Ama asıl önemli gelişme Türkiye-Rusya ilişkilerindedir. Rusya, tam da İngiltere ile ‘Casus krizi’ yaşandığı, ABD dâhil pek çok NATO ve Batılı ülkelerce hedefe alındığı bir dönemde bu zirve ile zafer naraları atar gibiydi. Hele de Türkiye gibi bir NATO üyesini yanına alarak…

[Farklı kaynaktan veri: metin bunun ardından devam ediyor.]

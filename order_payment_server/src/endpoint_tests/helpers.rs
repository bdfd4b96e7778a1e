use actix_web::{http::StatusCode, test, test::TestRequest, web::ServiceConfig, App, HttpResponse};
use serde_json::Value;

use crate::auth::CUSTOMER_ID_HEADER;

/// Builds an app from `configure`, sends the request, and returns the status plus the parsed JSON
/// body (or `Value::Null` for an empty/non-JSON body). Errors surfaced at the service level are
/// rendered through their `ResponseError` impl, the same way the real server answers them.
pub async fn send<F>(req: TestRequest, configure: F) -> (StatusCode, Value)
where F: FnOnce(&mut ServiceConfig) {
    let app = test::init_service(App::new().configure(configure)).await;
    match test::try_call_service(&app, req.to_request()).await {
        Ok(response) => {
            let status = response.status();
            let body = test::read_body(response).await;
            (status, serde_json::from_slice(&body).unwrap_or(Value::Null))
        },
        Err(e) => {
            let response = HttpResponse::from_error(e);
            let status = response.status();
            let body = actix_web::body::to_bytes(response.into_body()).await.unwrap_or_default();
            (status, serde_json::from_slice(&body).unwrap_or(Value::Null))
        },
    }
}

pub fn get_as_customer(customer_id: i64, path: &str) -> TestRequest {
    TestRequest::get().uri(path).insert_header((CUSTOMER_ID_HEADER, customer_id.to_string()))
}

pub fn post_as_customer(customer_id: i64, path: &str) -> TestRequest {
    TestRequest::post().uri(path).insert_header((CUSTOMER_ID_HEADER, customer_id.to_string()))
}
use actix_web::{http::StatusCode, test::TestRequest, web, web::ServiceConfig};
use gateway_tools::{ChargeResponse, TransactionStatusResponse};
use order_payment_engine::{
    db_types::{OrderStatus, PaymentStatus},
    events::EventProducers,
    traits::TransitionOutcome,
    OrderFlowApi,
};
use serde_json::json;

use super::{
    helpers::{get_as_customer, post_as_customer, send},
    mocks::{sample_customer, sample_items, sample_order, MockDb, MockGateway},
};
use crate::routes::{CancelOrderRoute, CheckoutRoute, MyOrdersRoute, OrderStatusRoute, PaymentTokenRoute};

fn configure_with(db: MockDb, gateway: MockGateway) -> impl FnOnce(&mut ServiceConfig) {
    move |cfg: &mut ServiceConfig| {
        let api = OrderFlowApi::new(db, EventProducers::default());
        cfg.service(CheckoutRoute::<MockDb, MockGateway>::new())
            .service(MyOrdersRoute::<MockDb>::new())
            .service(OrderStatusRoute::<MockDb, MockGateway>::new())
            .service(PaymentTokenRoute::<MockDb, MockGateway>::new())
            .service(CancelOrderRoute::<MockDb, MockGateway>::new())
            .app_data(web::Data::new(api))
            .app_data(web::Data::new(gateway));
    }
}

fn checkout_body() -> serde_json::Value {
    json!({
        "shipping": {
            "recipient": "Alice Tan",
            "phone": "+62-811-0000-001",
            "address": "1 Orchard Lane",
            "city": "Jakarta",
            "postal_code": "10110"
        },
        "shipping_fee": 15_000,
        "payment_method": "gateway"
    })
}

fn status_payload(transaction_status: &str) -> TransactionStatusResponse {
    TransactionStatusResponse {
        order_id: "ON-TESTORDER".to_string(),
        transaction_status: transaction_status.to_string(),
        fraud_status: None,
        transaction_id: Some("txn-0001".to_string()),
        payment_type: Some("bank_transfer".to_string()),
        transaction_time: Some("2024-06-01 12:00:00".to_string()),
        status_code: "200".to_string(),
        gross_amount: Some("125000.00".to_string()),
    }
}

#[actix_web::test]
async fn checkout_places_the_order_and_returns_a_payment_session() {
    let _ = env_logger::try_init();
    let mut db = MockDb::new();
    db.expect_fetch_customer().returning(|_| Ok(Some(sample_customer())));
    db.expect_create_order_from_cart()
        .withf(|req| req.customer_id == 1 && req.shipping.city == "Jakarta")
        .times(1)
        .returning(|_| Ok((sample_order(), sample_items())));
    db.expect_fetch_order_items().returning(|_| Ok(sample_items()));
    db.expect_save_gateway_token().times(1).returning(|_, token, redirect| {
        let mut order = sample_order();
        order.gateway_token = Some(token.to_string());
        order.redirect_url = Some(redirect.to_string());
        Ok(order)
    });
    let mut gateway = MockGateway::new();
    gateway.expect_create_transaction().times(1).returning(|_| {
        Ok(ChargeResponse {
            token: "tok-new".to_string(),
            redirect_url: "https://pay.example.com/tok-new".to_string(),
        })
    });
    let req = post_as_customer(1, "/checkout").set_json(checkout_body());
    let (status, body) = send(req, configure_with(db, gateway)).await;
    assert_eq!(status, StatusCode::OK);
    assert_eq!(body["order"]["order_number"], json!("ON-TESTORDER"));
    assert_eq!(body["payment"]["token"], json!("tok-new"));
    assert_eq!(body["items"].as_array().unwrap().len(), 2);
}

#[actix_web::test]
async fn a_gateway_failure_after_checkout_leaves_the_order_standing() {
    let _ = env_logger::try_init();
    let mut db = MockDb::new();
    db.expect_fetch_customer().returning(|_| Ok(Some(sample_customer())));
    db.expect_create_order_from_cart().times(1).returning(|_| Ok((sample_order(), sample_items())));
    db.expect_fetch_order_items().returning(|_| Ok(sample_items()));
    // The ambiguous failure must not persist a token it never received.
    db.expect_save_gateway_token().never();
    let mut gateway = MockGateway::new();
    gateway.expect_create_transaction().times(1).returning(|_| {
        Err(gateway_tools::GatewayApiError::Timeout("deadline exceeded".to_string()))
    });
    let req = post_as_customer(1, "/checkout").set_json(checkout_body());
    let (status, body) = send(req, configure_with(db, gateway)).await;
    assert_eq!(status, StatusCode::OK);
    assert_eq!(body["order"]["order_number"], json!("ON-TESTORDER"));
    assert_eq!(body["payment"], json!(null));
    assert!(body["payment_error"].as_str().unwrap().contains("Timed out"));
}

#[actix_web::test]
async fn requests_without_a_customer_identity_are_unauthorised() {
    let _ = env_logger::try_init();
    let db = MockDb::new();
    let gateway = MockGateway::new();
    let req = TestRequest::get().uri("/orders");
    let (status, body) = send(req, configure_with(db, gateway)).await;
    assert_eq!(status, StatusCode::UNAUTHORIZED);
    assert!(body["error"].as_str().unwrap().contains("authenticated"));
}

#[actix_web::test]
async fn my_orders_lists_only_the_callers_orders() {
    let _ = env_logger::try_init();
    let mut db = MockDb::new();
    db.expect_fetch_orders_for_customer()
        .withf(|customer_id| *customer_id == 1)
        .returning(|_| Ok(vec![sample_order()]));
    let gateway = MockGateway::new();
    let (status, body) = send(get_as_customer(1, "/orders"), configure_with(db, gateway)).await;
    assert_eq!(status, StatusCode::OK);
    assert_eq!(body.as_array().unwrap().len(), 1);
    assert_eq!(body[0]["order_number"], json!("ON-TESTORDER"));
}

#[actix_web::test]
async fn a_status_check_without_a_gateway_token_makes_no_remote_call() {
    let _ = env_logger::try_init();
    let mut db = MockDb::new();
    db.expect_fetch_order_by_number().returning(|_| Ok(Some(sample_order())));
    db.expect_fetch_order_items().returning(|_| Ok(sample_items()));
    let mut gateway = MockGateway::new();
    gateway.expect_get_transaction_status().never();
    let (status, body) =
        send(get_as_customer(1, "/orders/ON-TESTORDER/status"), configure_with(db, gateway)).await;
    assert_eq!(status, StatusCode::OK);
    assert_eq!(body["remote_status"], json!(null));
    assert_eq!(body["order"]["payment_status"], json!("pending"));
}

#[actix_web::test]
async fn a_status_check_reconciles_the_polled_result() {
    let _ = env_logger::try_init();
    let mut db = MockDb::new();
    let mut order = sample_order();
    order.gateway_token = Some("tok-123".to_string());
    order.redirect_url = Some("https://pay.example.com/tok-123".to_string());
    db.expect_fetch_order_by_number().returning(move |_| Ok(Some(order.clone())));
    db.expect_apply_transition().times(1).returning(|_, mapping, _| {
        let mut order = sample_order();
        order.status = mapping.order_status.unwrap();
        order.payment_status = mapping.payment_status;
        Ok(TransitionOutcome { order, changed: true, became_paid: true, inventory_restored: false })
    });
    db.expect_fetch_customer().returning(|_| Ok(Some(sample_customer())));
    db.expect_fetch_order_items().returning(|_| Ok(sample_items()));
    let mut gateway = MockGateway::new();
    gateway
        .expect_get_transaction_status()
        .times(1)
        .returning(|_| Ok(Some(status_payload("settlement"))));
    let (status, body) =
        send(get_as_customer(1, "/orders/ON-TESTORDER/status"), configure_with(db, gateway)).await;
    assert_eq!(status, StatusCode::OK);
    assert_eq!(body["remote_status"], json!("settlement"));
}

#[actix_web::test]
async fn a_gateway_that_forgot_the_transaction_is_a_no_op() {
    let _ = env_logger::try_init();
    let mut db = MockDb::new();
    let mut order = sample_order();
    order.gateway_token = Some("tok-123".to_string());
    db.expect_fetch_order_by_number().returning(move |_| Ok(Some(order.clone())));
    db.expect_fetch_order_items().returning(|_| Ok(sample_items()));
    let mut gateway = MockGateway::new();
    gateway.expect_get_transaction_status().times(1).returning(|_| Ok(None));
    let (status, body) =
        send(get_as_customer(1, "/orders/ON-TESTORDER/status"), configure_with(db, gateway)).await;
    assert_eq!(status, StatusCode::OK);
    assert_eq!(body["remote_status"], json!(null));
}

#[actix_web::test]
async fn cancelling_a_processing_order_is_rejected_before_any_remote_call() {
    let _ = env_logger::try_init();
    let mut db = MockDb::new();
    let mut order = sample_order();
    order.status = OrderStatus::Processing;
    order.gateway_token = Some("tok-123".to_string());
    db.expect_fetch_order_by_number().returning(move |_| Ok(Some(order.clone())));
    db.expect_cancel_pending_order().never();
    let mut gateway = MockGateway::new();
    gateway.expect_cancel_transaction().never();
    let (status, body) =
        send(post_as_customer(1, "/orders/ON-TESTORDER/cancel"), configure_with(db, gateway)).await;
    assert_eq!(status, StatusCode::BAD_REQUEST);
    assert!(body["error"].as_str().unwrap().contains("pending"));
}

#[actix_web::test]
async fn cancelling_a_pending_order_survives_a_remote_cancel_failure() {
    let _ = env_logger::try_init();
    let mut db = MockDb::new();
    let mut order = sample_order();
    order.gateway_token = Some("tok-123".to_string());
    db.expect_fetch_order_by_number().returning(move |_| Ok(Some(order.clone())));
    db.expect_cancel_pending_order().times(1).returning(|_, _| {
        let mut order = sample_order();
        order.status = OrderStatus::Cancelled;
        order.payment_status = PaymentStatus::Cancelled;
        Ok(TransitionOutcome { order, changed: true, became_paid: false, inventory_restored: true })
    });
    let mut gateway = MockGateway::new();
    gateway.expect_cancel_transaction().times(1).returning(|_| {
        Err(gateway_tools::GatewayApiError::Timeout("deadline exceeded".to_string()))
    });
    let (status, body) =
        send(post_as_customer(1, "/orders/ON-TESTORDER/cancel"), configure_with(db, gateway)).await;
    assert_eq!(status, StatusCode::OK);
    assert_eq!(body["status"], json!("cancelled"));
    assert_eq!(body["payment_status"], json!("cancelled"));
}

#[actix_web::test]
async fn the_payment_token_endpoint_is_idempotent_for_orders_with_a_stored_token() {
    let _ = env_logger::try_init();
    let mut db = MockDb::new();
    let mut order = sample_order();
    order.gateway_token = Some("tok-123".to_string());
    order.redirect_url = Some("https://pay.example.com/tok-123".to_string());
    db.expect_fetch_order_by_number().returning(move |_| Ok(Some(order.clone())));
    let mut gateway = MockGateway::new();
    gateway.expect_create_transaction().never();
    let (status, body) =
        send(post_as_customer(1, "/orders/ON-TESTORDER/payment-token"), configure_with(db, gateway)).await;
    assert_eq!(status, StatusCode::OK);
    assert_eq!(body["token"], json!("tok-123"));
    assert_eq!(body["redirect_url"], json!("https://pay.example.com/tok-123"));
}

#[actix_web::test]
async fn the_payment_token_endpoint_creates_and_persists_a_session_once() {
    let _ = env_logger::try_init();
    let mut db = MockDb::new();
    db.expect_fetch_order_by_number().returning(|_| Ok(Some(sample_order())));
    db.expect_fetch_customer().returning(|_| Ok(Some(sample_customer())));
    db.expect_fetch_order_items().returning(|_| Ok(sample_items()));
    db.expect_save_gateway_token()
        .withf(|_, token, redirect| token == "tok-fresh" && redirect.contains("tok-fresh"))
        .times(1)
        .returning(|_, token, redirect| {
            let mut order = sample_order();
            order.gateway_token = Some(token.to_string());
            order.redirect_url = Some(redirect.to_string());
            Ok(order)
        });
    let mut gateway = MockGateway::new();
    gateway.expect_create_transaction().times(1).returning(|charge| {
        // 50,000 + 2 x 30,000 in items plus a 15,000 shipping line.
        assert_eq!(charge.transaction_details.gross_amount, 125_000);
        assert_eq!(charge.line_item_sum(), 125_000);
        assert_eq!(charge.item_details.len(), 3);
        Ok(ChargeResponse {
            token: "tok-fresh".to_string(),
            redirect_url: "https://pay.example.com/tok-fresh".to_string(),
        })
    });
    let (status, body) =
        send(post_as_customer(1, "/orders/ON-TESTORDER/payment-token"), configure_with(db, gateway)).await;
    assert_eq!(status, StatusCode::OK);
    assert_eq!(body["token"], json!("tok-fresh"));
}

#[actix_web::test]
async fn another_customers_order_reads_as_not_found() {
    let _ = env_logger::try_init();
    let mut db = MockDb::new();
    db.expect_fetch_order_by_number().returning(|_| Ok(Some(sample_order()))); // owned by customer 1
    let gateway = MockGateway::new();
    let (status, _) =
        send(get_as_customer(2, "/orders/ON-TESTORDER/status"), configure_with(db, gateway)).await;
    assert_eq!(status, StatusCode::NOT_FOUND);
}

Rusya, S-400 hava savunma füzelerini geri dönüşü olmayan bir anlaşmayla Türkiye’ye satarak, NATO’ya karşı Türkiye üzerinden ilerleyişini bu zirveyle katlamıştır. Ama gene de en önemli atılım nükleer santrallar konusundadır.
Nükleer santraldan elde edilecek elektrik enerjisinin bir hayli yüksek maliyetli olduğu ileri sürülüyor. Bir zamanlar ‘Mavi Akım’ için de benzer şeyler söylenmişti. Bugün ise akla bile gelmiyor. Hele santraller faaliyete geçip de Türkiye’ye tamamen devredildikten sonra oldukça ucuza gelecektir. Ama asıl önemlisi, Türk bilim adamlarının ve öğrencilerinin, araştırmacılarının bu nükleer santral anlaşmasıyla teknoloji ve bilgiye ulaşımda Batı’dan gördüğü engellere takılmayacak olmasıdır. Bu unutulmaması gereken önemli bir kazançtır!
Son Söz: Türkiye için yapılan gelişmeleri ara sıra da olsa pozitif açıdan da görmeye çalışalım! Burada ‘NATO’dan çıkalım!’ demiyorum. Ama Türkiye, dış ilişkilerini kendi düzenlemelidir!